Exercise description
Exactly reproduce each record listed below.

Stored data
== Segment start ==
//! Shared helpers for the HTTP integration tests
//!
//! Each test builds its own router over a fresh in-memory store and drives
//! it in-process with `tower::ServiceExt::oneshot`.

#![allow(dead_code)]

use axum::{
    body::{to_bytes, Body},
    http::{header, Method, Request, StatusCode},
    Router,
};
use glass_stock::{create_app, AppState, Config};
use serde_json::{json, Value};
use tower::ServiceExt;

pub const TEST_SECRET: &str = "integration-test-secret";

pub struct TestApp {
    router: Router,
}

impl TestApp {
    pub fn new() -> Self {
        Self::with_config(Config::for_memory(TEST_SECRET))
    }

    pub fn with_config(config: Config) -> Self {
        Self {
            router: create_app(AppState::in_memory(config)),
        }
    }

    async fn send(&self, request: Request<Body>) -> (StatusCode, Value) {
        let response = self.router.clone().oneshot(request).await.unwrap();
        let status = response.status();
        let bytes = to_bytes(response.into_body(), usize::MAX).await.unwrap();
        let body = serde_json::from_slice(&bytes)
            .unwrap_or_else(|_| Value::String(String::from_utf8_lossy(&bytes).into_owned()));
        (status, body)
    }

    pub async fn request(
        &self,
        method: Method,
        uri: &str,
        token: Option<&str>,
        body: Option<Value>,
    ) -> (StatusCode, Value) {
        let mut builder = Request::builder().method(method).uri(uri);
        if let Some(token) = token {
            builder = builder.header(header::AUTHORIZATION, format!("Bearer {}", token));
        }

        let request = match body {
            Some(body) => builder
                .header(header::CONTENT_TYPE, "application/json")
                .body(Body::from(body.to_string()))
                .unwrap(),
            None => builder.body(Body::empty()).unwrap(),
        };

        self.send(request).await
    }

    /// Send a body verbatim, for requests the JSON helpers cannot express
    pub async fn raw(&self, method: Method, uri: &str, token: &str, body: &str) -> (StatusCode, Value) {
        let request = Request::builder()
            .method(method)
            .uri(uri)
            .header(header::AUTHORIZATION, format!("Bearer {}", token))
            .header(header::CONTENT_TYPE, "application/json")
            .body(Body::from(body.to_string()))
            .unwrap();

        self.send(request).await
    }

    pub async fn get(&self, uri: &str, token: &str) -> (StatusCode, Value) {
        self.request(Method::GET, uri, Some(token), None).await
    }

    pub async fn post(&self, uri: &str, token: &str, body: Value) -> (StatusCode, Value) {
        self.request(Method::POST, uri, Some(token), Some(body)).await
    }

    pub async fn put(&self, uri: &str, token: &str, body: Value) -> (StatusCode, Value) {
        self.request(Method::PUT, uri, Some(token), Some(body)).await
    }

    pub async fn login(&self, username: &str, password: &str) -> (StatusCode, Value) {
        let request = Request::builder()
            .method(Method::POST)
            .uri("/api/v1/auth/login")
            .header(header::CONTENT_TYPE, "application/x-www-form-urlencoded")
            .body(Body::from(format!("username={}&password={}", username, password)))
            .unwrap();

        self.send(request).await
    }

    /// Register a user and return a bearer token for it
    pub async fn user(&self, username: &str) -> String {
        let (status, _) = self
            .request(
                Method::POST,
                "/api/v1/auth/register",
                None,
                Some(json!({ "username": username, "password": "glass-pass" })),
            )
            .await;
        assert_eq!(status, StatusCode::CREATED);

        let (status, body) = self.login(username, "glass-pass").await;
        assert_eq!(status, StatusCode::OK);
        body["access_token"].as_str().unwrap().to_string()
    }

    pub async fn material(&self, token: &str, name: &str, stock: i32, min_stock: i32) -> Value {
        let (status, body) = self
            .post(
                "/api/v1/materials",
                token,
                json!({ "name": name, "type": "glass", "color": "clear", "stock": stock, "min_stock": min_stock }),
            )
            .await;
        assert_eq!(status, StatusCode::OK, "{}", body);
        body
    }

    pub async fn product(&self, token: &str, name: &str, stock: i32, min_stock: i32) -> Value {
        let (status, body) = self
            .post(
                "/api/v1/products",
                token,
                json!({ "name": name, "type": "window", "stock": stock, "min_stock": min_stock, "sale_price": "120.50" }),
            )
            .await;
        assert_eq!(status, StatusCode::OK, "{}", body);
        body
    }

    pub async fn supplier(&self, token: &str, name: &str, material_id: &str) -> Value {
        let (status, body) = self
            .post(
                "/api/v1/suppliers",
                token,
                json!({ "name": name, "contact_person": "Lucía", "material_id": material_id }),
            )
            .await;
        assert_eq!(status, StatusCode::CREATED, "{}", body);
        body
    }
}

/// Id field of a JSON record
pub fn id(value: &Value) -> String {
    value["id"].as_str().unwrap().to_string()
}

/// Error code of an error response
pub fn code(value: &Value) -> &str {
    value["error"]["code"].as_str().unwrap_or_default()
}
== Segment end ==
Answer to this exercise
//! Shared helpers for the HTTP integration tests
//!
//! Each test builds its own router over a fresh in-memory store and drives
//! it in-process with `tower::ServiceExt::oneshot`.

#![allow(dead_code)]

use axum::{
    body::{to_bytes, Body},
    http::{header, Method, Request, StatusCode},
    Router,
};
use glass_stock::{create_app, AppState, Config};
use serde_json::{json, Value};
use tower::ServiceExt;

pub const TEST_SECRET: &str = "integration-test-secret";

pub struct TestApp {
    router: Router,
}

impl TestApp {
    pub fn new() -> Self {
        Self::with_config(Config::for_memory(TEST_SECRET))
    }

    pub fn with_config(config: Config) -> Self {
        Self {
            router: create_app(AppState::in_memory(config)),
        }
    }

    async fn send(&self, request: Request<Body>) -> (StatusCode, Value) {
        let response = self.router.clone().oneshot(request).await.unwrap();
        let status = response.status();
        let bytes = to_bytes(response.into_body(), usize::MAX).await.unwrap();
        let body = serde_json::from_slice(&bytes)
            .unwrap_or_else(|_| Value::String(String::from_utf8_lossy(&bytes).into_owned()));
        (status, body)
    }

    pub async fn request(
        &self,
        method: Method,
        uri: &str,
        token: Option<&str>,
        body: Option<Value>,
    ) -> (StatusCode, Value) {
        let mut builder = Request::builder().method(method).uri(uri);
        if let Some(token) = token {
            builder = builder.header(header::AUTHORIZATION, format!("Bearer {}", token));
        }

        let request = match body {
            Some(body) => builder
                .header(header::CONTENT_TYPE, "application/json")
                .body(Body::from(body.to_string()))
                .unwrap(),
            None => builder.body(Body::empty()).unwrap(),
        };

        self.send(request).await
    }

    /// Send a body verbatim, for requests the JSON helpers cannot express
    pub async fn raw(&self, method: Method, uri: &str, token: &str, body: &str) -> (StatusCode, Value) {
        let request = Request::builder()
            .method(method)
            .uri(uri)
            .header(header::AUTHORIZATION, format!("Bearer {}", token))
            .header(header::CONTENT_TYPE, "application/json")
            .body(Body::from(body.to_string()))
            .unwrap();

        self.send(request).await
    }

    pub async fn get(&self, uri: &str, token: &str) -> (StatusCode, Value) {
        self.request(Method::GET, uri, Some(token), None).await
    }

    pub async fn post(&self, uri: &str, token: &str, body: Value) -> (StatusCode, Value) {
        self.request(Method::POST, uri, Some(token), Some(body)).await
    }

    pub async fn put(&self, uri: &str, token: &str, body: Value) -> (StatusCode, Value) {
        self.request(Method::PUT, uri, Some(token), Some(body)).await
    }

    pub async fn login(&self, username: &str, password: &str) -> (StatusCode, Value) {
        let request = Request::builder()
            .method(Method::POST)
            .uri("/api/v1/auth/login")
            .header(header::CONTENT_TYPE, "application/x-www-form-urlencoded")
            .body(Body::from(format!("username={}&password={}", username, password)))
            .unwrap();

        self.send(request).await
    }

    /// Register a user and return a bearer token for it
    pub async fn user(&self, username: &str) -> String {
        let (status, _) = self
            .request(
                Method::POST,
                "/api/v1/auth/register",
                None,
                Some(json!({ "username": username, "password": "glass-pass" })),
            )
            .await;
        assert_eq!(status, StatusCode::CREATED);

        let (status, body) = self.login(username, "glass-pass").await;
        assert_eq!(status, StatusCode::OK);
        body["access_token"].as_str().unwrap().to_string()
    }

    pub async fn material(&self, token: &str, name: &str, stock: i32, min_stock: i32) -> Value {
        let (status, body) = self
            .post(
                "/api/v1/materials",
                token,
                json!({ "name": name, "type": "glass", "color": "clear", "stock": stock, "min_stock": min_stock }),
            )
            .await;
        assert_eq!(status, StatusCode::OK, "{}", body);
        body
    }

    pub async fn product(&self, token: &str, name: &str, stock: i32, min_stock: i32) -> Value {
        let (status, body) = self
            .post(
                "/api/v1/products",
                token,
                json!({ "name": name, "type": "window", "stock": stock, "min_stock": min_stock, "sale_price": "120.50" }),
            )
            .await;
        assert_eq!(status, StatusCode::OK, "{}", body);
        body
    }

    pub async fn supplier(&self, token: &str, name: &str, material_id: &str) -> Value {
        let (status, body) = self
            .post(
                "/api/v1/suppliers",
                token,
                json!({ "name": name, "contact_person": "Lucía", "material_id": material_id }),
            )
            .await;
        assert_eq!(status, StatusCode::CREATED, "{}", body);
        body
    }
}

/// Id field of a JSON record
pub fn id(value: &Value) -> String {
    value["id"].as_str().unwrap().to_string()
}

/// Error code of an error response
pub fn code(value: &Value) -> &str {
    value["error"]["code"].as_str().unwrap_or_default()
}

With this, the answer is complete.